Tarrou seems to get the picture as well, since he seems toward the end of the novel to have grasped some objective meaning to the word. "Perhaps," he writes in his journal, "we can only reach approximations of sainthood. In which case, we must make shift with a mild, benevolent diabolism." (FYI, "make shift" means "make do.")
Perhaps what drew Tarrou to these two men in the first place – the cat-spitting neighbor and the asthmatic patient – was the way they dealt with time. Time, after all, is the first issue we see Tarrou really address in his journal; it’s obviously a concern of his. At the beginning of the novel he recommends doing meaningless things with one’s time in order to stay conscious of it. He then witnesses such meaningless actions performed by these two men and has to decide whether or not that’s the route for him.
If Tarrou does change by the end of the novel, we should look for that change right around the time he dies. (What?
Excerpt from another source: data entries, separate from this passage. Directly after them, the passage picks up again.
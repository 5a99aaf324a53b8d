// ABOUTME: Public radio-network constants: registration status, access technology, modes and bands
// ABOUTME: Values are the wire values clients observe; family-specific encodings live in customizers

use num_enum::TryFromPrimitive;
use std::fmt;
use std::ops::{BitAnd, BitOr, BitOrAssign};

/// `+CREG` registration status.
#[derive(TryFromPrimitive)]
#[repr(u32)]
#[derive(Copy, Clone, Debug, PartialEq, Eq, Hash, Default)]
pub enum RegStatus {
    /// Not registered, not searching
    #[default]
    Idle = 0,
    /// Registered on the home network
    Home = 1,
    /// Searching for an operator
    Searching = 2,
    /// Registration denied
    Denied = 3,
    Unknown = 4,
    /// Registered, roaming
    Roaming = 5,
}

impl RegStatus {
    pub fn is_registered(&self) -> bool {
        matches!(self, RegStatus::Home | RegStatus::Roaming)
    }
}

/// Access technology as exported on the network interface.
#[derive(TryFromPrimitive)]
#[repr(u32)]
#[derive(Copy, Clone, Debug, PartialEq, Eq, Hash, Default)]
pub enum AccessTech {
    #[default]
    Unknown = 0,
    Gsm = 1,
    GsmCompat = 2,
    Gprs = 3,
    Edge = 4,
    Umts = 5,
    Hsdpa = 6,
    Hsupa = 7,
    Hspa = 8,
    Lte = 9,
}

impl AccessTech {
    /// Decode the `<AcT>` field of `+COPS?` replies.
    pub fn from_cops(act: &str) -> AccessTech {
        match act.trim() {
            "0" => AccessTech::Gprs,
            "1" => AccessTech::GsmCompat,
            "2" => AccessTech::Umts,
            "3" => AccessTech::Edge,
            "4" => AccessTech::Hsdpa,
            "5" => AccessTech::Hsupa,
            "6" => AccessTech::Hspa,
            "7" => AccessTech::Lte,
            _ => AccessTech::Unknown,
        }
    }

    /// Decode the `<AcT>` field of `+COPS=?` scan entries.
    pub fn from_scan(act: &str) -> AccessTech {
        match act.trim() {
            "0" | "1" => AccessTech::GsmCompat,
            "2" => AccessTech::Umts,
            "3" => AccessTech::Edge,
            "4" => AccessTech::Hsdpa,
            "5" => AccessTech::Hsupa,
            "6" => AccessTech::Hspa,
            "7" => AccessTech::Lte,
            _ => AccessTech::Unknown,
        }
    }
}

impl From<NetworkMode> for AccessTech {
    fn from(mode: NetworkMode) -> Self {
        match mode {
            NetworkMode::Gprs => AccessTech::Gprs,
            NetworkMode::Edge => AccessTech::Edge,
            NetworkMode::Umts => AccessTech::Umts,
            NetworkMode::Hsdpa => AccessTech::Hsdpa,
            NetworkMode::Hsupa => AccessTech::Hsupa,
            NetworkMode::Hspa => AccessTech::Hspa,
            NetworkMode::Lte => AccessTech::Lte,
            _ => AccessTech::Unknown,
        }
    }
}

/// Network mode values. Notifications carry a single technology, while
/// `SupportedModes` is the bitwise OR of the preference values.
#[derive(TryFromPrimitive)]
#[repr(u32)]
#[derive(Copy, Clone, Debug, PartialEq, Eq, Hash, PartialOrd, Ord, Default)]
pub enum NetworkMode {
    #[default]
    Unknown = 0x0000_0000,
    Any = 0x0000_0001,
    Gprs = 0x0000_0002,
    Edge = 0x0000_0004,
    Umts = 0x0000_0008,
    Hsdpa = 0x0000_0010,
    TwoGPreferred = 0x0000_0020,
    ThreeGPreferred = 0x0000_0040,
    TwoGOnly = 0x0000_0080,
    ThreeGOnly = 0x0000_0100,
    Hsupa = 0x0000_0200,
    Hspa = 0x0000_0400,
    Lte = 0x0000_0800,
}

impl fmt::Display for NetworkMode {
    fn fmt(&self, f: &mut fmt::Formatter<'_>) -> fmt::Result {
        let name = match self {
            NetworkMode::Unknown => "UNKNOWN",
            NetworkMode::Any => "ANY",
            NetworkMode::Gprs => "GPRS",
            NetworkMode::Edge => "EDGE",
            NetworkMode::Umts => "UMTS",
            NetworkMode::Hsdpa => "HSDPA",
            NetworkMode::TwoGPreferred => "2GPREF",
            NetworkMode::ThreeGPreferred => "3GPREF",
            NetworkMode::TwoGOnly => "2GONLY",
            NetworkMode::ThreeGOnly => "3GONLY",
            NetworkMode::Hsupa => "HSUPA",
            NetworkMode::Hspa => "HSPA",
            NetworkMode::Lte => "LTE",
        };
        f.write_str(name)
    }
}

/// Allowed-mode preference a client may request.
#[derive(TryFromPrimitive)]
#[repr(u32)]
#[derive(Copy, Clone, Debug, PartialEq, Eq, Hash, PartialOrd, Ord, Default)]
pub enum AllowedMode {
    #[default]
    Any = 0,
    TwoGPreferred = 1,
    ThreeGPreferred = 2,
    TwoGOnly = 3,
    ThreeGOnly = 4,
}

impl From<AllowedMode> for NetworkMode {
    fn from(mode: AllowedMode) -> Self {
        match mode {
            AllowedMode::Any => NetworkMode::Any,
            AllowedMode::TwoGPreferred => NetworkMode::TwoGPreferred,
            AllowedMode::ThreeGPreferred => NetworkMode::ThreeGPreferred,
            AllowedMode::TwoGOnly => NetworkMode::TwoGOnly,
            AllowedMode::ThreeGOnly => NetworkMode::ThreeGOnly,
        }
    }
}

/// Band bitmask. `ANY` cannot be combined with other bands.
#[derive(Copy, Clone, Debug, PartialEq, Eq, Hash, PartialOrd, Ord, Default)]
pub struct Band(pub u32);

impl Band {
    pub const UNKNOWN: Band = Band(0x0);
    pub const ANY: Band = Band(0x1);
    /// 900 MHz
    pub const EGSM: Band = Band(0x2);
    /// 1800 MHz
    pub const DCS: Band = Band(0x4);
    /// 1900 MHz
    pub const PCS: Band = Band(0x8);
    /// 850 MHz
    pub const G850: Band = Band(0x10);
    /// WCDMA 2100 MHz
    pub const U2100: Band = Band(0x20);
    /// WCDMA 1800 MHz
    pub const U1800: Band = Band(0x40);
    /// WCDMA AWS 1700/2100 MHz
    pub const U17IV: Band = Band(0x80);
    pub const U800: Band = Band(0x100);
    pub const U850: Band = Band(0x200);
    pub const U900: Band = Band(0x400);
    pub const U17IX: Band = Band(0x800);
    pub const U1900: Band = Band(0x1000);

    pub fn bits(&self) -> u32 {
        self.0
    }

    pub fn contains(&self, other: Band) -> bool {
        other.0 != 0 && self.0 & other.0 == other.0
    }

    pub fn intersects(&self, other: Band) -> bool {
        self.0 & other.0 != 0
    }

    pub fn is_empty(&self) -> bool {
        self.0 == 0
    }
}

impl BitOr for Band {
    type Output = Band;

    fn bitor(self, rhs: Band) -> Band {
        Band(self.0 | rhs.0)
    }
}

impl BitOrAssign for Band {
    fn bitor_assign(&mut self, rhs: Band) {
        self.0 |= rhs.0;
    }
}

impl BitAnd for Band {
    type Output = Band;

    fn bitand(self, rhs: Band) -> Band {
        Band(self.0 & rhs.0)
    }
}

/// How an IP configuration is obtained once a data call is up.
#[derive(TryFromPrimitive)]
#[repr(u32)]
#[derive(Copy, Clone, Debug, PartialEq, Eq, Default)]
pub enum IpMethod {
    #[default]
    Ppp = 0,
    Static = 1,
    Dhcp = 2,
}

/// Authentication methods a client allows for a data call, as a bitmask.
#[derive(Copy, Clone, Debug, PartialEq, Eq, Default)]
pub struct AllowedAuth(pub u32);

impl AllowedAuth {
    pub const UNKNOWN: AllowedAuth = AllowedAuth(0x0);
    pub const NONE: AllowedAuth = AllowedAuth(0x1);
    pub const PAP: AllowedAuth = AllowedAuth(0x2);
    pub const CHAP: AllowedAuth = AllowedAuth(0x4);
    pub const MSCHAP: AllowedAuth = AllowedAuth(0x8);
    pub const MSCHAPV2: AllowedAuth = AllowedAuth(0x10);
    pub const EAP: AllowedAuth = AllowedAuth(0x20);

    pub fn bits(&self) -> u32 {
        self.0
    }

    /// Single-method vendors: no auth and CHAP are honoured, anything
    /// else falls back to PAP. Returns `0` none, `1` PAP, `2` CHAP.
    pub fn single_method(&self) -> u32 {
        match *self {
            AllowedAuth::NONE => 0,
            AllowedAuth::CHAP => 2,
            _ => 1,
        }
    }
}

/// An operator returned by a network scan.
#[derive(Clone, Debug, PartialEq, Eq)]
pub struct NetworkOperator {
    pub status: u32,
    pub long_name: String,
    pub short_name: String,
    /// MCC+MNC
    pub netid: String,
    pub access_tech: AccessTech,
}

impl NetworkOperator {
    /// Mobile country code, the first three digits of the network id.
    pub fn mcc(&self) -> &str {
        self.netid.get(..3).unwrap_or("")
    }

    pub fn mnc(&self) -> &str {
        self.netid.get(3..).unwrap_or("")
    }
}

/// Registration snapshot: `(status, operator code, operator name)`.
#[derive(Clone, Debug, PartialEq, Eq, Default)]
pub struct RegistrationInfo {
    pub status: RegStatus,
    pub operator_code: String,
    pub operator_name: String,
}

/// Convert a raw `+CSQ` rssi into a 0-100 percentage.
pub fn rssi_to_percentage(rssi: u32) -> u32 {
    if rssi < 32 { rssi * 100 / 31 } else { 0 }
}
Don’t give us that look. Fictional characters have a habit of going all profound and revealing before they kick it.) Indeed, Tarrou does get a bit prophetic, ending his journal with a note that he fears the time of day when courage is lowest. Next thing you know he’s on his deathbed trying to "make a good end of it." Rieux later comments that man found peace, but found it only in his death, which isn’t so helpful. In fact, Tarrou’s death altogether isn’t helpful. It’s stupid, actually. Stupid and senseless. The plague is finally receding, things are finally looking up, and then Rieux’s good friend – the man responsible for fighting the plague in the first place – goes and dies. Tarrou’s death is perhaps the strongest example The Plague puts forward of the irrational nature of suffering and the indifference of death to circumstance. It’s supposed to be a stupid and senseless event; that’s Camus putting the nail in the coffin.